Start of Block

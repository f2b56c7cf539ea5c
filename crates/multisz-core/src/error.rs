use thiserror::Error;

pub type Result<T> = std::result::Result<T, MultiSzError>;

#[derive(Debug, Error)]
pub enum MultiSzError {
    #[error("validation error: {0}")]
    Validation(String),

    #[error("multi-string format error: {0}")]
    Format(String),

    #[error("utf-16 error: {0}")]
    Utf16(#[from] std::string::FromUtf16Error),
}
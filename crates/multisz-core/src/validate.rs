use crate::error::{MultiSzError, Result};

pub fn validate_elements<U, S: AsRef<[U]>>(elems: &[S]) -> Result<()> {
    // An empty element would terminate the flattened sequence early: a
    // decoder stops at its leading NUL and silently drops everything after.
    // Checked on every call, in every build profile.
    for (idx, s) in elems.iter().enumerate() {
        if s.as_ref().is_empty() {
            return Err(MultiSzError::Validation(format!(
                "empty element at index {idx}: an empty string terminates the sequence"
            )));
        }
    }

    Ok(())
}
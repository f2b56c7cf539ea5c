// crates/multisz-core/src/wide.rs
//
// UTF-16 text layer over the unit codec: the REG_MULTI_SZ shape of the
// layout, where every element is a Windows wide string.

use crate::codec;
use crate::error::Result;

/// Flatten strings into a double-NUL-terminated UTF-16 buffer.
///
/// Same contract as [`codec::encode`]: no empty strings, input order
/// preserved, two NULs for the empty list. UTF-16 never produces a zero
/// code unit for a non-NUL scalar, so any `str` without embedded `'\0'`
/// is a valid element as-is.
pub fn encode_wide<S: AsRef<str>>(strings: &[S]) -> Result<Vec<u16>> {
    let units: Vec<Vec<u16>> = strings
        .iter()
        .map(|s| s.as_ref().encode_utf16().collect())
        .collect();

    codec::encode(&units)
}

/// Parse a double-NUL-terminated UTF-16 buffer into owned `String`s.
///
/// An element that is not valid UTF-16 (a lone surrogate) is reported as a
/// `Utf16` error; use [`decode_wide_lossy`] to salvage such buffers.
pub fn decode_wide(flat: &[u16]) -> Result<Vec<String>> {
    let elems = codec::decode(flat)?;

    let mut out = Vec::with_capacity(elems.len());
    for e in &elems {
        out.push(String::from_utf16(e)?);
    }

    Ok(out)
}

/// Like [`decode_wide`], but invalid UTF-16 becomes U+FFFD instead of
/// failing. Format errors on the buffer itself are still reported.
pub fn decode_wide_lossy(flat: &[u16]) -> Result<Vec<String>> {
    let elems = codec::decode(flat)?;

    Ok(elems.iter().map(|e| String::from_utf16_lossy(e)).collect())
}
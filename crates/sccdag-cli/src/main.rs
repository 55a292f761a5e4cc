#![forbid(unsafe_code)]

mod cmd;
mod config;
mod output;

use std::env;
use std::path::PathBuf;
use std::process::ExitCode;

use clap::{CommandFactory, Parser, Subcommand};
use tracing::debug;
use tracing_subscriber::{EnvFilter, fmt, prelude::*};

use sccdag_core::StageMetrics;
use sccdag_core::metrics::{display_table, timing_enabled_from_env};

use output::{CliError, OutputMode, render_error, resolve_output_mode};

#[derive(Parser, Debug)]
#[command(
    author,
    version,
    about = "sccdag: strongly connected components, condensation, topological order and DAG paths",
    long_about = None
)]
struct Cli {
    /// Enable debug logging for sccdag (ignored when `SCCDAG_LOG` is set).
    #[arg(short, long, global = true)]
    verbose: bool,

    /// Emit per-stage timing and counters to stderr.
    #[arg(long, global = true)]
    timing: bool,

    /// Output format.
    #[arg(long, value_enum, global = true)]
    format: Option<OutputMode>,

    /// Shorthand for `--format json`.
    #[arg(long, global = true, hide = true)]
    json: bool,

    /// Configuration file (default: `sccdag.toml` in the batch directory).
    #[arg(long, global = true)]
    config: Option<PathBuf>,

    #[command(subcommand)]
    command: Commands,
}

impl Cli {
    fn output_mode(&self) -> OutputMode {
        resolve_output_mode(self.format, self.json)
    }
}

#[derive(Subcommand, Debug)]
enum Commands {
    #[command(
        next_help_heading = "Analysis",
        about = "List strongly connected components",
        long_about = "Decompose the dataset graph into strongly connected components and list each component's members.",
        after_help = "EXAMPLES:\n    # Components of one dataset\n    sccdag scc data/tasks.json\n\n    # Emit machine-readable output\n    sccdag scc data/tasks.json --format json"
    )]
    Scc(cmd::scc::SccArgs),

    #[command(
        next_help_heading = "Analysis",
        about = "Topologically order the condensation",
        long_about = "Condense the dataset graph by its components and print a topological order of the components and the derived vertex order.",
        after_help = "EXAMPLES:\n    # Order of one dataset\n    sccdag topo data/tasks.json"
    )]
    Topo(cmd::topo::TopoArgs),

    #[command(
        next_help_heading = "Analysis",
        about = "Shortest and longest paths over the condensation",
        long_about = "Run the full pipeline and report single-source shortest and longest distances over the condensation, plus the critical path.",
        after_help = "EXAMPLES:\n    # Use the dataset's source (or vertex 0)\n    sccdag dagsp data/tasks.json\n\n    # Measure from vertex 3\n    sccdag dagsp data/tasks.json 3"
    )]
    Dagsp(cmd::dagsp::DagspArgs),

    #[command(
        next_help_heading = "Reports",
        about = "Run every dataset in a directory",
        long_about = "Run the full pipeline over every *.json dataset in a directory and write CSV and JSON metric reports next to them.",
        after_help = "EXAMPLES:\n    # Write metrics.csv and output.json into data/\n    sccdag batch data\n\n    # Custom report names\n    sccdag batch data --csv runs.csv --json-out runs.json"
    )]
    Batch(cmd::batch::BatchArgs),

    #[command(
        next_help_heading = "Project Maintenance",
        about = "Generate shell completion scripts",
        long_about = "Generate shell completion scripts for supported shells.",
        after_help = "EXAMPLES:\n    # Generate bash completions\n    sccdag completions bash"
    )]
    Completions(cmd::completions::CompletionsArgs),
}

/// Filter used when `SCCDAG_LOG` is unset.
const fn default_filter(verbose: bool, debug_env: bool) -> &'static str {
    if verbose || debug_env {
        "sccdag=debug,info"
    } else {
        "sccdag=info,warn"
    }
}

fn init_tracing(verbose: bool) {
    let filter = EnvFilter::try_from_env("SCCDAG_LOG").unwrap_or_else(|_| {
        EnvFilter::new(default_filter(verbose, env::var("DEBUG").is_ok()))
    });

    let format = env::var("SCCDAG_LOG_FORMAT").unwrap_or_else(|_| "compact".to_string());

    let registry = tracing_subscriber::registry().with(filter);

    match format.as_str() {
        "json" => {
            registry
                .with(fmt::layer().json().with_ansi(false).with_writer(std::io::stderr))
                .init();
        }
        _ => {
            registry
                .with(fmt::layer().compact().with_writer(std::io::stderr))
                .init();
        }
    }
}

fn run_command(cli: &Cli, output: OutputMode) -> anyhow::Result<Vec<StageMetrics>> {
    match &cli.command {
        Commands::Scc(args) => cmd::scc::run_scc(args, output),
        Commands::Topo(args) => cmd::topo::run_topo(args, output),
        Commands::Dagsp(args) => {
            let config = config::resolve_config(cli.config.as_deref(), None)?;
            cmd::dagsp::run_dagsp(args, config.batch.default_source, output)
        }
        Commands::Batch(args) => {
            let config = config::resolve_config(cli.config.as_deref(), Some(&args.dir))?;
            cmd::batch::run_batch(args, &config.batch, output)
        }
        Commands::Completions(args) => {
            let mut command = Cli::command();
            cmd::completions::run_completions(args.shell, &mut command)?;
            Ok(Vec::new())
        }
    }
}

fn main() -> anyhow::Result<ExitCode> {
    let cli = Cli::parse();
    init_tracing(cli.verbose);

    let timing_enabled = cli.timing || timing_enabled_from_env();
    debug!(command = ?cli.command, "dispatching");

    let output = cli.output_mode();

    match run_command(&cli, output) {
        Ok(stages) => {
            if timing_enabled {
                if stages.is_empty() {
                    eprintln!("timing report: no stages recorded");
                } else {
                    eprintln!("timing report:");
                    eprintln!("{}", display_table(&stages));
                    eprintln!("timing report (json):");
                    let json: serde_json::Map<String, serde_json::Value> = stages
                        .iter()
                        .map(|s| (s.stage.to_string(), s.metrics.to_json()))
                        .collect();
                    eprintln!("{}", serde_json::to_string_pretty(&json)?);
                }
            }
            Ok(ExitCode::SUCCESS)
        }
        Err(err) => {
            render_error(output, &CliError::from(&err))?;
            Ok(ExitCode::FAILURE)
        }
    }
}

End of Block

▶ _Exercise prompt_
Scan the material above for the string "Commands", returning each line that contains it.

▶ _Exercise response_
    command: Commands,
enum Commands {
        Commands::Scc(args) => cmd::scc::run_scc(args, output),
        Commands::Topo(args) => cmd::topo::run_topo(args, output),
        Commands::Dagsp(args) => {
        Commands::Batch(args) => {
        Commands::Completions(args) => {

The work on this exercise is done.